The content of the package will be understood more clearly when combined with the data structure of the code.
Because only one type of message is sent each time, a union is used to store this data.
RTCP header structure
// One RTCP packet
typedef struct {
RTCP_CM common; // common header
union {
// sender report (SR)
RTCP_SR sr;
// reception report (RR)
struct {
unsigned int dwSsrc;// receiver generating this report
RTCP_RR_T rr[1]; // variable-length list
} rr;
// source description (SDES)
struct rtcp_sdes {
unsigned int dwSsrc; // first SSRC/CSRC
rtcp_sdes_item_t item[1]; // list of SDES items
} sdes;
// BYE
struct {
unsigned int dwSsrc[1]; // list of sources
// can't express trailing text for reason
} bye;
//FB
struct {
unsigned int dwSsrc;
RTCP_FB fb;
}fb;
//Application FeedBack
struct {
unsigned int dwSsrc_sender;
unsigned int dwSsrc_mediasource;
}appFb;
}r;
}RTCP_HDR;
// RTCP common header word
typedef struct
{
unsigned char bVpc; /// protocol version, padding flag, count
unsigned char bPacketType; ///
unsigned short wLen; /// pkt len in words, w/o this word
} RTCP_CM;
//SR
typedef struct
{
unsigned int dwSsrc; // sender generating this report
unsigned int dwNtp_sec; // NTP timestamp seconds
unsigned int dwNtp_frac; // fraction
unsigned int dwRtp_ts; // RTP timestamp
unsigned int dwPsent; // packets sent
unsigned int dwOsent; // octets sent
RTCP_RR_T rr[1]; // variable-length list
} RTCP_SR;
// Reception report block
typedef struct
{
unsigned int dwSsrc; // data source being reported
unsigned char bFraction; // fraction lost since last SR/RR
unsigned char bLost[3]; // cumul. no. pkts lost (signed!)

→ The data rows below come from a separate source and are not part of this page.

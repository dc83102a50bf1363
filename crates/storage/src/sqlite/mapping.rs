use sqlx::Row;
use sqlx::sqlite::SqliteRow;

use orfo_core::model::{MistakeRecord, Question};

use crate::repository::StorageError;

pub(crate) fn ser<E: core::fmt::Display>(e: E) -> StorageError {
    StorageError::Serialization(e.to_string())
}

pub(crate) fn conn<E: core::fmt::Display>(e: E) -> StorageError {
    StorageError::Connection(e.to_string())
}

pub(crate) fn question_from_row(row: &SqliteRow) -> Result<Question, StorageError> {
    let front = row.try_get::<String, _>("front").map_err(ser)?;
    let back = row.try_get::<String, _>("back").map_err(ser)?;
    Question::new(front, back).map_err(ser)
}

pub(crate) fn mistake_from_row(row: &SqliteRow) -> Result<MistakeRecord, StorageError> {
    let count = row.try_get::<i64, _>("count").map_err(ser)?;
    Ok(MistakeRecord {
        category: row.try_get::<String, _>("category").map_err(ser)?,
        pair: row.try_get::<String, _>("pair").map_err(ser)?,
        count: u32::try_from(count)
            .map_err(|_| StorageError::Serialization("count out of range".into()))?,
    })
}
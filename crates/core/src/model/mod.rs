mod category;
mod ids;
mod mistake;
mod question;
mod schedule;

pub use category::{
    CATEGORY_NAME_MAX_CHARS, Category, CategoryError, NaturalPiece, natural_key, natural_sort,
};
pub use ids::UserId;
pub use mistake::{MistakeRecord, sort_for_listing};
pub use question::{
    MAX_CHAR_RUN, PAIR_SEPARATOR, Question, QuestionDraft, QuestionError, VARIANT_MAX_CHARS,
};
pub use schedule::{ReminderTime, ScheduleError};
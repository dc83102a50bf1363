use thiserror::Error;

use crate::model::{CategoryError, QuestionError, ScheduleError};

#[derive(Debug, Error)]
pub enum Error {
    #[error(transparent)]
    Question(#[from] QuestionError),
    #[error(transparent)]
    Category(#[from] CategoryError),
    #[error(transparent)]
    Schedule(#[from] ScheduleError),
}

unsigned int dwLastSeq; // extended last seq. no. received
unsigned int dwJitter; // interarrival jitter
unsigned int dwLsr; // last SR packet from this source
unsigned int dwDlsr; // delay since last SR packet
} RTCP_RR_T;
//sdes
typedef struct
{
rtcp_sdes_type_t bType; // type of item (rtcp_sdes_type_t)
unsigned char bLength; // length of item (in octets)
char data[2]; // text, not null-terminated [2] for padding
} rtcp_sdes_item_t;
//FB
typedef struct {
unsigned int dwSsrc; // data source being reported
RTCP_GENERIC_NACK_FB nack_fb[MAX_RTCP_GENERIC_NACK_FB_MSG];
} RTCP_FB;
typedef struct {
unsigned short wLostSeqNo;
unsigned short wLostBitMask;
} RTCP_GENERIC_NACK_FB;
The difference between SR and RR
Judging from the message content, SR has more sender info data segment than RR. This part contains information related to the sending reporting party as the sender.
There are many definitions of packets on the Internet. The details of each field in the packet are very clear, so I won’t go into details here. However, most of them do not clearly explain the difference between SR and RR.
SR is superficially translated as the sender's report, and RR is superficially translated as the receiver's report.
In fact, it is easy to misunderstand if taken literally, thinking that SR is the report of the sender, and RR is the report of the receiver. Report. This is not the case.
SR does not tell the other party how many packets the sender sent, but how many packets the sender received and how many packets were lost during the reception process. Send this information to the peer.
Therefore, SR contains two pieces of information. It tells the other end the information sent by the sender, and also tells the other end the information it receives. RR is the statistical information of the data received by the peer as the receiver when the message sender only acts as the receiver and does not send media data.
This is important to understand their differences, so be sure to clarify them.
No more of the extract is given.